Un buen día descubrí que había perdido la capacidad de imaginar cosas.
Quiero decir: seguía siendo capaz de pensar en días soleados, en un plato de macarrones con tomate o en un perro con cara de invertebrado, pero sólo porque estas imágenes estaban almacenadas en mi recuerdo . Era en cambio incapaz, por ejemplo, de imaginarme un plato de macarrones con un color, textura o sabor distintos de aquellos platos de macarrones que había probado o contemplado a lo largo de mi vida.
Supongo que tras el descubrimiento me dije algo así como «que no cunda el pánico, Roi». Y luego, seguro, me tomé un par de pelotazos.

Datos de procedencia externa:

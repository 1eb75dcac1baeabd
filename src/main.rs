//! CLI entry point for the registration growth tracker.
//!
//! Provides subcommands for analyzing a record payload from a file or URL,
//! running the live acquisition chain into a CSV store, and rebuilding the
//! analytics bundle from stored records.

use anyhow::Result;
use chrono::NaiveDate;
use clap::{Parser, Subcommand};
use std::ffi::OsStr;
use std::path::Path;
use std::time::Duration;
use tracing::{info, warn};
use tracing_subscriber::{
    EnvFilter, Layer,
    fmt::{self, format::FmtSpan},
    layer::SubscriberExt,
    util::SubscriberInitExt,
};
use vahan_reg_tracker::{
    analytics::{RecordFilter, process},
    collect::{Collector, DEFAULT_BASE_URL},
    fetch::{
        BasicClient,
        auth::{ApiKey, UrlParam},
        fetch_bytes,
    },
    normalize::{normalize_category, normalize_records},
    output::{append_records, print_json, read_records, write_json},
    parser::parse_records,
    record::DataSource,
};

/// Per-request bound on live fetch attempts.
const REQUEST_TIMEOUT: Duration = Duration::from_secs(10);

#[derive(Parser)]
#[command(name = "vahan_reg_tracker")]
#[command(about = "Vehicle registration growth analytics", long_about = None)]
struct Cli {
    #[command(subcommand)]
    command: Commands,
}

#[derive(Subcommand)]
enum Commands {
    /// Analyze a record payload from a file or URL
    Analyze {
        /// Path to file or URL to fetch
        #[arg(value_name = "FILE_OR_URL")]
        source: String,

        /// Optional JSON file to write the result bundle to
        #[arg(short, long)]
        output: Option<String>,
    },
    /// Run the acquisition chain and append records to a CSV store
    Collect {
        /// CSV file to append collected records to
        #[arg(short, long, default_value = "registrations.csv")]
        output: String,

        /// Dashboard base URL
        #[arg(long, default_value = DEFAULT_BASE_URL)]
        base_url: String,

        /// API key sent as an Authorization bearer header
        /// (falls back to the VAHAN_API_KEY environment variable)
        #[arg(long)]
        api_key: Option<String>,

        /// Send the API key as this URL query parameter instead of a header
        #[arg(long)]
        api_key_param: Option<String>,
    },
    /// Rebuild the analytics bundle from a CSV record store
    Report {
        /// CSV file previously written by `collect`
        #[arg(value_name = "CSV")]
        input: String,

        /// Keep only records on or after this date (YYYY-MM-DD)
        #[arg(long)]
        from: Option<NaiveDate>,

        /// Keep only records on or before this date (YYYY-MM-DD)
        #[arg(long)]
        to: Option<NaiveDate>,

        /// Keep only these categories (e.g. 2W, "Two Wheeler")
        #[arg(long)]
        category: Vec<String>,

        /// Keep only these manufacturers
        #[arg(long)]
        manufacturer: Vec<String>,

        /// Optional JSON file to write the result bundle to
        #[arg(short, long)]
        output: Option<String>,
    },
}

#[tokio::main]
async fn main() -> Result<()> {
    dotenvy::dotenv().ok(); // Load .env file

    // Logging setup: colored stderr + JSON rolling log file
    let log_file_path =
        std::env::var("LOG_FILE_PATH").unwrap_or_else(|_| "logs/vahan_reg_tracker.log".to_string());
    let log_dir = Path::new(&log_file_path)
        .parent()
        .unwrap_or(Path::new("logs"));
    let log_file_name = Path::new(&log_file_path)
        .file_name()
        .unwrap_or(OsStr::new("vahan_reg_tracker.log"));

    let file_appender = tracing_appender::rolling::daily(log_dir, log_file_name);
    let (non_blocking_file, _file_guard) = tracing_appender::non_blocking(file_appender);

    let stderr_layer = fmt::layer()
        .with_target(true)
        .with_span_events(FmtSpan::CLOSE)
        .with_ansi(true)
        .with_writer(std::io::stderr)
        .with_filter(EnvFilter::from_env("RUST_LOG").add_directive("info".parse().unwrap()));

    let json_layer = fmt::layer()
        .json()
        .with_current_span(true)
        .with_span_list(true)
        .with_writer(non_blocking_file)
        .with_filter(EnvFilter::from_env("RUST_LOG_JSON").add_directive("debug".parse().unwrap()));

    tracing_subscriber::registry()
        .with(stderr_layer)
        .with(json_layer)
        .init();

    let cli = Cli::parse();

    match cli.command {
        Commands::Analyze { source, output } => {
            let bytes = fetcher(&source).await?;
            let raw = parse_records(&bytes)?;
            let records = normalize_records(&raw);
            info!(raw = raw.len(), normalized = records.len(), "Payload ingested");

            let bundle = process(&records);
            print_json(&bundle)?;
            if let Some(path) = output {
                write_json(&path, &bundle)?;
            }
        }
        Commands::Collect {
            output,
            base_url,
            api_key,
            api_key_param,
        } => {
            let client = BasicClient::with_timeout(REQUEST_TIMEOUT)?;
            let api_key = api_key.or_else(|| std::env::var("VAHAN_API_KEY").ok());
            let collection = match (api_key, api_key_param) {
                (Some(key), Some(param_name)) => {
                    let client = UrlParam {
                        inner: client,
                        param_name,
                        key,
                    };
                    Collector::new(client, &base_url).collect().await
                }
                (Some(key), None) => {
                    Collector::new(ApiKey::bearer(client, key), &base_url)
                        .collect()
                        .await
                }
                (None, _) => Collector::new(client, &base_url).collect().await,
            };

            info!(
                source = ?collection.source,
                count = collection.records.len(),
                "Collection finished"
            );
            if collection.source == DataSource::Placeholder {
                warn!("Live sources unavailable; stored records are placeholders");
            }
            append_records(&output, &collection.records)?;
        }
        Commands::Report {
            input,
            from,
            to,
            category,
            manufacturer,
            output,
        } => {
            let records = read_records(&input)?;
            let filter = RecordFilter {
                from,
                to,
                categories: if category.is_empty() {
                    None
                } else {
                    Some(category.iter().map(|c| normalize_category(c)).collect())
                },
                manufacturers: if manufacturer.is_empty() {
                    None
                } else {
                    Some(manufacturer)
                },
            };

            let filtered = filter.apply(&records);
            info!(total = records.len(), kept = filtered.len(), "Records filtered");

            let bundle = process(&filtered);
            print_json(&bundle)?;
            if let Some(path) = output {
                write_json(&path, &bundle)?;
            }
        }
    }

    Ok(())
}

/// Loads a record payload from a local file path or fetches it over HTTP.
#[tracing::instrument(fields(source = %source))]
async fn fetcher(source: &String) -> Result<Vec<u8>> {
    let bytes = if source.starts_with("http") {
        let client = BasicClient::with_timeout(REQUEST_TIMEOUT)?;
        fetch_bytes(&client, source).await?
    } else {
        std::fs::read(source)?
    };
    Ok(bytes)
}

Porque es lo que hago cuando las cosas se van de madre.
Sería al día siguiente, o tal vez al otro, que me dio por realizar una prueba empírica. Intenté imaginar cómo quedaría el sillón del salón en el lugar que en ese momento ocupaba un piano electrónico que hace más de diez años que no uso. Fui incapaz de algo tan sencillo como recomponer mi propio salón con dos piezas alteradas, y encima me acabó entrando la paranoia de que a lo mejor la estancia quedaba mejor en esa disposición que no era capaz de imaginar, así que me tocó rodar muebles (y luego devolverlos a su posición original)
Me empecé a sentir muy agobiado. Si había perdido la imaginación para siempre, todo se había acabado.
Y algo debió barruntarse el muy cabrón, al que le supongo contactos en el infierno, porque justo entonces llamó mi editor.
– Roi, querido…
– ¿Cómo va, Bernat?
– Bien. Aquí y allá, ya sabes, a la caza del talento en flor. Precisamente ayer alguien me preguntaba por ti.
– ¿Ahá?
– Sí. «Ahá», como dices tú. Estaba en una fiesta que se había montado por el nuevo libro de Tomás Berzoso, que por cierto lo estuve hojeando y me pareció espeluznantemente malo. Y en estas que me encuentro al señor Sellarés, y va y me suelta: «cuando veas a Roi pregúntale cómo lleva la novela». Y yo le respondo, «seguro que está a punto en plazo, mi chico es responsable». «Más le vale, después del adelanto que me sacaste», me suelta por toda despedida. Y se va. Y por eso, aparte de saludarte, y sin que sientas que te quiero presionar, me atrevo a preguntarte si todo va bien.
– Desarróllame lo de «todo».
– ¡Cojones, Roi! ¿Hay novela o no?
Y ahí estaba, indefectible, la escena final. Y la decisión: contar la verdad, o sea, que llevaba casi un año dilapidando el adelanto de Sellarés en mil tipos de vicios, y que para venirlo a empeorar cuando por fin había decidido ponerme en serio había perdido la capacidad de imaginar. O bien podía ganar tiempo, mentir y aferrarme al milagro de que la imaginación volviera como se fue.
Decidí que para la verdad siempre hay tiempo, pero entonces descubrí otra cosa: que al perder la imaginación había perdido también la capacidad de mentir.
Bernat, mientras, no me daba tregua.
– Dame algo al menos con lo que pueda apaciguar a las fieras. Un capítulo, una línea argumental…
– …
– Que sepas que me estás asustando mucho, Roi. ¿Podrías al menos leerme la primera frase de tu novela?
Tomé aire, lévemente mareado. Iba a claudicar cuando la página en blanco del procesador de texto de mi ordenador me inspiró la primera frase de mi novela:
«Un buen día descubrí que había perdido la capacidad de imaginar cosas.